▶ PROBLEM TO SOLVE:
Copy exactly the lines that run from the line containing "assert!(!list.is_empty());" to the end of the material below, both ends included.

▶ SUPPLIED RECORDS:
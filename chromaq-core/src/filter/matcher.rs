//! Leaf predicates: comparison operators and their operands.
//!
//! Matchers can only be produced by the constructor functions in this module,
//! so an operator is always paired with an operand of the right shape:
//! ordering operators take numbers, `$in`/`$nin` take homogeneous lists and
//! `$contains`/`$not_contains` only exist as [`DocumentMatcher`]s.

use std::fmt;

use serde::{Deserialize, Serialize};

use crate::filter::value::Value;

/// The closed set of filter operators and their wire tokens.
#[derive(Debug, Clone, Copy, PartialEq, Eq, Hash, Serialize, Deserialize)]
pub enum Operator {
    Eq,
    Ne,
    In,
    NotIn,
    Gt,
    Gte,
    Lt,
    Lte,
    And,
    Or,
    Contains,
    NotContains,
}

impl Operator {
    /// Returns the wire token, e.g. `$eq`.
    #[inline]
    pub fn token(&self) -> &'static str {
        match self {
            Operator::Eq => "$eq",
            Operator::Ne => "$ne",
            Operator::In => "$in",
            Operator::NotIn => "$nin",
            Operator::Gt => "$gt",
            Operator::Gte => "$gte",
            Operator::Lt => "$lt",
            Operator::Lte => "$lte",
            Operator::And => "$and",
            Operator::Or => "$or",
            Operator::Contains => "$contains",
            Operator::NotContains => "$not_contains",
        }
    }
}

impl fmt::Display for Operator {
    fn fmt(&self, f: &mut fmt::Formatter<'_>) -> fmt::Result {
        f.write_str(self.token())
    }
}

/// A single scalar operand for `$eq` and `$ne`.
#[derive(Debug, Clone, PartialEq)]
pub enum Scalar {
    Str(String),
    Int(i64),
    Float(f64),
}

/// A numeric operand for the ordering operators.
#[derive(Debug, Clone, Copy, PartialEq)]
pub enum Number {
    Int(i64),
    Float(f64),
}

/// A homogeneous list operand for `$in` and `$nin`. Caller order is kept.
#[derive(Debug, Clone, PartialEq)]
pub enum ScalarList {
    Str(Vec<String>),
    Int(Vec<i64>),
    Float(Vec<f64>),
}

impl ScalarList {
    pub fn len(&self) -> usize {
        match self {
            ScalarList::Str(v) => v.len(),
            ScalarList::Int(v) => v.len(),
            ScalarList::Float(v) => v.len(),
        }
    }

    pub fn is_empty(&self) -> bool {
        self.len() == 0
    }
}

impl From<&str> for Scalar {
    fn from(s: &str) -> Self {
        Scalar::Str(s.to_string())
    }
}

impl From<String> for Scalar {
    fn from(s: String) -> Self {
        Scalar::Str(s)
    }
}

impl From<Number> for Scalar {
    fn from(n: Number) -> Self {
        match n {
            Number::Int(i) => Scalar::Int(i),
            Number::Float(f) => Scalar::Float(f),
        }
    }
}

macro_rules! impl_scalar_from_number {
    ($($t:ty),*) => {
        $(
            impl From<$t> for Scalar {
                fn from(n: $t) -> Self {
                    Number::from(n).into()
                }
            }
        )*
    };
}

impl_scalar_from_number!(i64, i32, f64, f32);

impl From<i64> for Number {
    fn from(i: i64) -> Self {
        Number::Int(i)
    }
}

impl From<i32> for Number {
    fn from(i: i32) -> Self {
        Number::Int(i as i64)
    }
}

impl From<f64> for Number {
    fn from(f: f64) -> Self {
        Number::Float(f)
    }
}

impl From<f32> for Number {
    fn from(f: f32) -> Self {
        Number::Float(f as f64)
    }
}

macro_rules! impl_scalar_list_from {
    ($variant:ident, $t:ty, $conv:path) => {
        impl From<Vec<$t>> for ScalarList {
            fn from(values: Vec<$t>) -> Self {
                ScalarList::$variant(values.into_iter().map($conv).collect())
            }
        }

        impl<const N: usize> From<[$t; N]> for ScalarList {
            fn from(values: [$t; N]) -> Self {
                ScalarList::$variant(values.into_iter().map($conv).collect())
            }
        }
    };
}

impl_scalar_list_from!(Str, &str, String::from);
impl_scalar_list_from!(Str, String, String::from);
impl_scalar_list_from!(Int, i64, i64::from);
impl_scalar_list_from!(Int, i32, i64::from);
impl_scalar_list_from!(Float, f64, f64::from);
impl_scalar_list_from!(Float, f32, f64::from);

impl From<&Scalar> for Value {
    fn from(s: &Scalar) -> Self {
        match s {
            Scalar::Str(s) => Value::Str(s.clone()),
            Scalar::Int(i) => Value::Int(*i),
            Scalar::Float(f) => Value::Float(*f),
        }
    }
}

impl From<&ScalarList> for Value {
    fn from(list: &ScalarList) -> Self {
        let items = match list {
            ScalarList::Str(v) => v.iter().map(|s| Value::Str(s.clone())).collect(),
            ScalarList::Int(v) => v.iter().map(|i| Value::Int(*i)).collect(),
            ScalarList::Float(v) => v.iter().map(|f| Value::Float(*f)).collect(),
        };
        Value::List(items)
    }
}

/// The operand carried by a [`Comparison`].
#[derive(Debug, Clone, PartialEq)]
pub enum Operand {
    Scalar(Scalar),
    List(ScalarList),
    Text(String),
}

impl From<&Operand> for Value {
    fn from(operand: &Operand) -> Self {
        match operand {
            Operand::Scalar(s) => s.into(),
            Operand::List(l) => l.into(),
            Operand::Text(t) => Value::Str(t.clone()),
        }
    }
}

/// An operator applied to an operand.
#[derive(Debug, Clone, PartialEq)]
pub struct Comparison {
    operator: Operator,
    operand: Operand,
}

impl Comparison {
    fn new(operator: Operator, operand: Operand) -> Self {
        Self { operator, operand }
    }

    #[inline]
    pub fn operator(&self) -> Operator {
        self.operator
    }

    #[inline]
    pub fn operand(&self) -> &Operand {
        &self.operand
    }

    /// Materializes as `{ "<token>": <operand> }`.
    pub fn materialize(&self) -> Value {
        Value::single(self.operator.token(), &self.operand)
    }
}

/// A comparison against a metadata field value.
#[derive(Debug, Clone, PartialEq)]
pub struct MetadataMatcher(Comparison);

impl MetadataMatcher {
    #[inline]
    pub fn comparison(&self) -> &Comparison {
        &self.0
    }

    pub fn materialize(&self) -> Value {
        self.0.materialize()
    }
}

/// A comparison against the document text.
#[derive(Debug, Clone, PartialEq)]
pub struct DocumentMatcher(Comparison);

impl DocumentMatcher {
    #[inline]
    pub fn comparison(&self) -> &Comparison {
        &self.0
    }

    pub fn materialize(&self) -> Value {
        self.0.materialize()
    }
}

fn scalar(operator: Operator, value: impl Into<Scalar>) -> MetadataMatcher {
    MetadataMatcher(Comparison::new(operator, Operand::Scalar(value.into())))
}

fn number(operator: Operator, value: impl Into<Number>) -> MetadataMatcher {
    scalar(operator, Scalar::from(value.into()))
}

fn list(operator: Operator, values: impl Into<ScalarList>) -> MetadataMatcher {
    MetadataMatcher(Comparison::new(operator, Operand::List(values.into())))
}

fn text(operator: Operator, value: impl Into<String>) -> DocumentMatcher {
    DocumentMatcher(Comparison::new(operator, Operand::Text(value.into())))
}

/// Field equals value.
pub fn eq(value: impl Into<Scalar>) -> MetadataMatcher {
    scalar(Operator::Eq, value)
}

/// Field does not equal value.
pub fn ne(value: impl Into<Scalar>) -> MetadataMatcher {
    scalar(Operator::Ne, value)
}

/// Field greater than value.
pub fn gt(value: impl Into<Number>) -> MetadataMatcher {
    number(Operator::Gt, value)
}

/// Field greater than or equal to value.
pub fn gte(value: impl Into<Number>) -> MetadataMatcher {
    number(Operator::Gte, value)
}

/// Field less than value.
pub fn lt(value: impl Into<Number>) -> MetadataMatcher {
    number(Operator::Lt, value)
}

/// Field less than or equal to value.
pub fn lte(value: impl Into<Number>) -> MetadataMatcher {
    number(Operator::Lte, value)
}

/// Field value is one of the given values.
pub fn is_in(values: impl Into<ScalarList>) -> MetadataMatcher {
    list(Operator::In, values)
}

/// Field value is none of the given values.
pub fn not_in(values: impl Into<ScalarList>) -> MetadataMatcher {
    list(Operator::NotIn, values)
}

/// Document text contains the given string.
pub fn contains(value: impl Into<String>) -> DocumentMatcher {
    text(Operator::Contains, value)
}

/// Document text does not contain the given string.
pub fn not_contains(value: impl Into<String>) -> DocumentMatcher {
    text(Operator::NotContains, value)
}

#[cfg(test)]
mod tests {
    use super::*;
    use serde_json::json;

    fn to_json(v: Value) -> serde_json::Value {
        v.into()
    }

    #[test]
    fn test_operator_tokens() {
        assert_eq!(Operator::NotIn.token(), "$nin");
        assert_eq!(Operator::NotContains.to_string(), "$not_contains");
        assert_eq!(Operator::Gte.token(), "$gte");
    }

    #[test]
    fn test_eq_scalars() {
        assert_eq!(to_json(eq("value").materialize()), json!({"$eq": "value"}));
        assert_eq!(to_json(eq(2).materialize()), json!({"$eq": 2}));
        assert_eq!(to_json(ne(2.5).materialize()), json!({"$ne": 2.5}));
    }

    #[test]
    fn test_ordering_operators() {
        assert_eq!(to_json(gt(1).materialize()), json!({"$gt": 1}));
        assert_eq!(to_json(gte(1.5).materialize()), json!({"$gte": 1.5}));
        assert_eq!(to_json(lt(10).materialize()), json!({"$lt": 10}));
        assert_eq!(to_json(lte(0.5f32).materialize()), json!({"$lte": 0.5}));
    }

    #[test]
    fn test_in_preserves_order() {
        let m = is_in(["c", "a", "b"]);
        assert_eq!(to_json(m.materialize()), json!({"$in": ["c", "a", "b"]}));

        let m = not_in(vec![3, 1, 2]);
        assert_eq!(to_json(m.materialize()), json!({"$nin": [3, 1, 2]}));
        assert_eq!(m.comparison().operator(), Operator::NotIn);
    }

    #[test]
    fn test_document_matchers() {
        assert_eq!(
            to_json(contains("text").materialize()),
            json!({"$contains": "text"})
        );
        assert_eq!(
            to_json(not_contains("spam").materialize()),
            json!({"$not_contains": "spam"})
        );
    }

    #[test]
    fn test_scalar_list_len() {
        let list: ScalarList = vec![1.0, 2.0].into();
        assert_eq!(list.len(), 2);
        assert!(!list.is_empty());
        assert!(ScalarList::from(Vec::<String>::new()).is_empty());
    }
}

▶ ANSWER SPACE:
        assert!(!list.is_empty());
        assert!(ScalarList::from(Vec::<String>::new()).is_empty());
    }
}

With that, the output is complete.